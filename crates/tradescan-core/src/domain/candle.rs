use std::fmt::{Display, Formatter};
use std::str::FromStr;

use serde::{Deserialize, Serialize};

use super::snapshot::{validate_non_negative, validate_positive};
use crate::{UtcDateTime, ValidationError};

/// Candle intervals requested from the futures venue.
#[derive(Debug, Clone, Copy, PartialEq, Eq, Hash, Serialize, Deserialize)]
pub enum Interval {
    #[serde(rename = "15m")]
    FifteenMinutes,
    #[serde(rename = "1h")]
    OneHour,
    #[serde(rename = "4h")]
    FourHours,
    #[serde(rename = "1d")]
    OneDay,
}

impl Interval {
    pub const fn as_str(self) -> &'static str {
        match self {
            Self::FifteenMinutes => "15m",
            Self::OneHour => "1h",
            Self::FourHours => "4h",
            Self::OneDay => "1d",
        }
    }

    pub const fn per_day(self) -> usize {
        match self {
            Self::FifteenMinutes => 96,
            Self::OneHour => 24,
            Self::FourHours => 6,
            Self::OneDay => 1,
        }
    }
}

impl Display for Interval {
    fn fmt(&self, f: &mut Formatter<'_>) -> std::fmt::Result {
        f.write_str(self.as_str())
    }
}

impl FromStr for Interval {
    type Err = ValidationError;

    fn from_str(value: &str) -> Result<Self, Self::Err> {
        match value.trim().to_ascii_lowercase().as_str() {
            "15m" => Ok(Self::FifteenMinutes),
            "1h" => Ok(Self::OneHour),
            "4h" => Ok(Self::FourHours),
            "1d" => Ok(Self::OneDay),
            other => Err(ValidationError::InvalidInterval {
                value: other.to_owned(),
            }),
        }
    }
}

/// OHLCV candle keyed by the venue's open time in epoch milliseconds.
#[derive(Debug, Clone, Copy, PartialEq, Serialize, Deserialize)]
pub struct Candle {
    pub open_time: i64,
    pub open: f64,
    pub high: f64,
    pub low: f64,
    pub close: f64,
    pub volume: f64,
}

impl Candle {
    pub fn new(
        open_time: i64,
        open: f64,
        high: f64,
        low: f64,
        close: f64,
        volume: f64,
    ) -> Result<Self, ValidationError> {
        validate_positive("open", open)?;
        validate_positive("high", high)?;
        validate_positive("low", low)?;
        validate_positive("close", close)?;
        validate_non_negative("volume", volume)?;

        if high < low {
            return Err(ValidationError::InvalidCandleRange);
        }

        Ok(Self {
            open_time,
            open,
            high,
            low,
            close,
            volume,
        })
    }

    pub fn opened_at(&self) -> Result<UtcDateTime, ValidationError> {
        UtcDateTime::from_unix_millis(self.open_time)
    }

    pub fn body_high(&self) -> f64 {
        self.open.max(self.close)
    }

    pub fn body_low(&self) -> f64 {
        self.open.min(self.close)
    }
}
-*-*-
## AIM OF THE TASK
Wherever the string "ValidationError" appears in a line of the records, copy that line.

## SOLUTION TO THIS EXERCISE
use crate::{UtcDateTime, ValidationError};
    type Err = ValidationError;
            other => Err(ValidationError::InvalidInterval {
    ) -> Result<Self, ValidationError> {
            return Err(ValidationError::InvalidCandleRange);
    pub fn opened_at(&self) -> Result<UtcDateTime, ValidationError> {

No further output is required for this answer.